The idea has been widely accepted in the United States for workers in safety-sensitive jobs, so the push from U.S. oil companies in Alberta is not surprising. But in Canada, companies that have brought in drug- or alcohol-testing policies have run into arguments at labour and human rights tribunals that alcohol or drug addiction is a disability, and thus testing employees - and disciplining those who are impaired on the job - is a form of discrimination.
Canadian courts have also distinguished between the more complex business of testing for illegal drugs, such as marijuana or cocaine, and the established and reliable Breathalyzer-type test for alcohol, which can immediately show if a worker is impaired. Drug tests, often involving urine analysis, take several days to show results and do not necessarily demonstrate that the employee was impaired while working.
New technology may overcome this hurdle, but so far it has not. Last year, the Ontario Court of Appeal upheld an arbitration board's decision to strike down Imperial Oil's random drug-testing policy at its refinery in Nanticoke, Ont., even though the company was using a new saliva-testing method it argued could determine with more precision whether an employee was impaired on the job.
Some testing, such as in cases when an employer has "reasonable cause" to suspect a worker in a safety-sensitive job is impaired, is generally allowed in Canada. Workers can also be tested as part of a package of conditions for returning to work after being caught for drug or alcohol abuse, Mr. Charney said.
Lawyers who act for employers point to a key case, known as John Chiasson v. Kellogg, Brown & Root (Canada) Co., as ammunition in their fight to expand the scope of employee testing. In that case, the Alberta Court of Appeal upheld the right of employers to administer drug tests to applicants for safety-sensitive posts even before they are hired, and to choose not to take on casual marijuana users. (The Supreme Court of Canada declined to hear an appeal of that ruling in 2008.)

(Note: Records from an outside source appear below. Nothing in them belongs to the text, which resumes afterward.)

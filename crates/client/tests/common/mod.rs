//! Minimal HTTP/1.1 mock of the storage service.
//!
//! Serves one canned response per connection, in order, and records every
//! request it receives.

#![allow(dead_code)]

use std::sync::{Arc, Mutex};

use tokio::io::{AsyncReadExt, AsyncWriteExt};
use tokio::net::{TcpListener, TcpStream};
use tokio::task::JoinHandle;

/// A request as received by the mock.
#[derive(Debug, Clone)]
pub struct RecordedRequest {
    pub method: String,
    pub path: String,
    pub headers: Vec<(String, String)>,
    pub body: Vec<u8>,
}

impl RecordedRequest {
    pub fn header(&self, name: &str) -> Option<&str> {
        self.headers
            .iter()
            .find(|(k, _)| k.eq_ignore_ascii_case(name))
            .map(|(_, v)| v.as_str())
    }

    pub fn body_text(&self) -> String {
        String::from_utf8_lossy(&self.body).into_owned()
    }

    /// Returns the raw content of the multipart field `name`.
    pub fn multipart_field(&self, name: &str) -> Option<Vec<u8>> {
        let content_type = self.header("content-type")?;
        let boundary = content_type.split("boundary=").nth(1)?.trim();
        let delimiter = format!("--{boundary}");
        let marker = format!("name=\"{name}\"");

        let body = &self.body;
        let mut start = 0;
        while let Some(pos) = find(&body[start..], delimiter.as_bytes()) {
            let part_start = start + pos + delimiter.len();
            let part_end = find(&body[part_start..], delimiter.as_bytes())
                .map(|p| part_start + p)
                .unwrap_or(body.len());
            let part = &body[part_start..part_end];

            if let Some(header_end) = find(part, b"\r\n\r\n") {
                let headers = String::from_utf8_lossy(&part[..header_end]);
                if headers.contains(&marker) {
                    let content = &part[header_end + 4..];
                    let content = content.strip_suffix(b"\r\n").unwrap_or(content);
                    return Some(content.to_vec());
                }
            }
            start = part_end;
            if part_end >= body.len() {
                break;
            }
        }
        None
    }
}

/// Canned response.
#[derive(Debug, Clone)]
pub struct MockResponse {
    pub status: u16,
    pub content_type: &'static str,
    pub body: Vec<u8>,
}

impl MockResponse {
    pub fn json(status: u16, body: &str) -> Self {
        Self {
            status,
            content_type: "application/json",
            body: body.as_bytes().to_vec(),
        }
    }

    pub fn bytes(body: &[u8]) -> Self {
        Self {
            status: 200,
            content_type: "application/octet-stream",
            body: body.to_vec(),
        }
    }
}

pub struct MockServer {
    pub url: String,
    requests: Arc<Mutex<Vec<RecordedRequest>>>,
    handle: JoinHandle<()>,
}

impl MockServer {
    /// Starts a server answering the given responses in order, one per connection.
    pub async fn start(responses: Vec<MockResponse>) -> Self {
        let listener = TcpListener::bind("127.0.0.1:0").await.unwrap();
        let port = listener.local_addr().unwrap().port();
        let url = format!("http://127.0.0.1:{port}");
        let requests = Arc::new(Mutex::new(Vec::new()));

        let recorded = Arc::clone(&requests);
        let handle = tokio::spawn(async move {
            for response in responses {
                let Ok((mut stream, _)) = listener.accept().await else {
                    return;
                };
                if let Some(request) = read_request(&mut stream).await {
                    recorded.lock().unwrap().push(request);
                }
                write_response(&mut stream, &response).await;
            }
        });

        Self {
            url,
            requests,
            handle,
        }
    }

    pub fn requests(&self) -> Vec<RecordedRequest> {
        self.requests.lock().unwrap().clone()
    }
}

impl Drop for MockServer {
    fn drop(&mut self) {
        self.handle.abort();
    }
}

/// Accepts connections and never answers them.
pub struct SilentServer {
    pub url: String,
    handle: JoinHandle<()>,
}

impl SilentServer {
    pub async fn start() -> Self {
        let listener = TcpListener::bind("127.0.0.1:0").await.unwrap();
        let port = listener.local_addr().unwrap().port();
        let handle = tokio::spawn(async move {
            let mut held = Vec::new();
            while let Ok((stream, _)) = listener.accept().await {
                held.push(stream);
            }
        });
        Self {
            url: format!("http://127.0.0.1:{port}"),
            handle,
        }
    }
}

impl Drop for SilentServer {
    fn drop(&mut self) {
        self.handle.abort();
    }
}

/// Returns a URL nothing listens on.
pub async fn unreachable_url() -> String {
    let listener = TcpListener::bind("127.0.0.1:0").await.unwrap();
    let port = listener.local_addr().unwrap().port();
    drop(listener);
    format!("http://127.0.0.1:{port}")
}

fn find(haystack: &[u8], needle: &[u8]) -> Option<usize> {
    if needle.is_empty() || haystack.len() < needle.len() {
        return None;
    }
    haystack.windows(needle.len()).position(|w| w == needle)
}

async fn read_request(stream: &mut TcpStream) -> Option<RecordedRequest> {
    let mut buf = Vec::new();
    let mut chunk = [0u8; 8192];

    let header_end = loop {
        if let Some(pos) = find(&buf, b"\r\n\r\n") {
            break pos;
        }
        let n = stream.read(&mut chunk).await.ok()?;
        if n == 0 {
            return None;
        }
        buf.extend_from_slice(&chunk[..n]);
    };

    let head = String::from_utf8_lossy(&buf[..header_end]).into_owned();
    let mut lines = head.split("\r\n");
    let mut request_line = lines.next()?.split_whitespace();
    let method = request_line.next()?.to_string();
    let path = request_line.next()?.to_string();
    let headers: Vec<(String, String)> = lines
        .filter_map(|line| {
            let (k, v) = line.split_once(':')?;
            Some((k.trim().to_string(), v.trim().to_string()))
        })
        .collect();

    let content_length = headers
        .iter()
        .find(|(k, _)| k.eq_ignore_ascii_case("content-length"))
        .and_then(|(_, v)| v.parse::<usize>().ok())
        .unwrap_or(0);

    let mut body = buf[header_end + 4..].to_vec();
    while body.len() < content_length {
        let n = stream.read(&mut chunk).await.ok()?;
        if n == 0 {
            break;
        }
        body.extend_from_slice(&chunk[..n]);
    }

    Some(RecordedRequest {
        method,
        path,
        headers,
        body,
    })
}

async fn write_response(stream: &mut TcpStream, response: &MockResponse) {
    let head = format!(
        "HTTP/1.1 {} Mock\r\nContent-Type: {}\r\nContent-Length: {}\r\nConnection: close\r\n\r\n",
        response.status,
        response.content_type,
        response.body.len()
    );
    let _ = stream.write_all(head.as_bytes()).await;
    let _ = stream.write_all(&response.body).await;
    let _ = stream.shutdown().await;
}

While Alberta regulatory bodies have been more receptive to the push for employee oversight, the most-invasive testing policies - those that demand random drug and alcohol tests of all workers in safety-sensitive posts - remain difficult to defend in Canada.
For alcohol, it may be allowed in certain circumstances, Mr. Charney said. For drugs, it can be put in place if the employer can prove that an "out of control" drug culture exists among its workers.
That factor accounts for the different attitude of Alberta's courts, human rights adjudicators and labour arbitrators, said Barbara Johnston, head of Stikeman Elliott LLP's employment law group in Calgary and a veteran of high-profile testing cases.
She cites the well-documented drug and alcohol problems found in Fort McMurray, Alta., and other northern Alberta oil-boom communities, where numbers of largely young, male, well-paid oil workers are thrown together, often without family or other social support.
"When you look at the context of what's happening in Alberta, I think the cases make very clear sense," said Ms. Johnston, who represented major oil companies, including Syncrude Canada Ltd. and Imperial Oil Ltd., that intervened in the Chiasson case.
Dan Scott, of Seveny Scott Lawyers in Edmonton, who has acted for labour unions, says he believes big oil companies will continue to bring in new testing policies, even if they could face sanctions from human-rights tribunals. The reason, he suggests, is simple: The penalties they face for violating an employee's human rights pale in comparison with the millions of dollars in fines or cleanup costs after a major accident.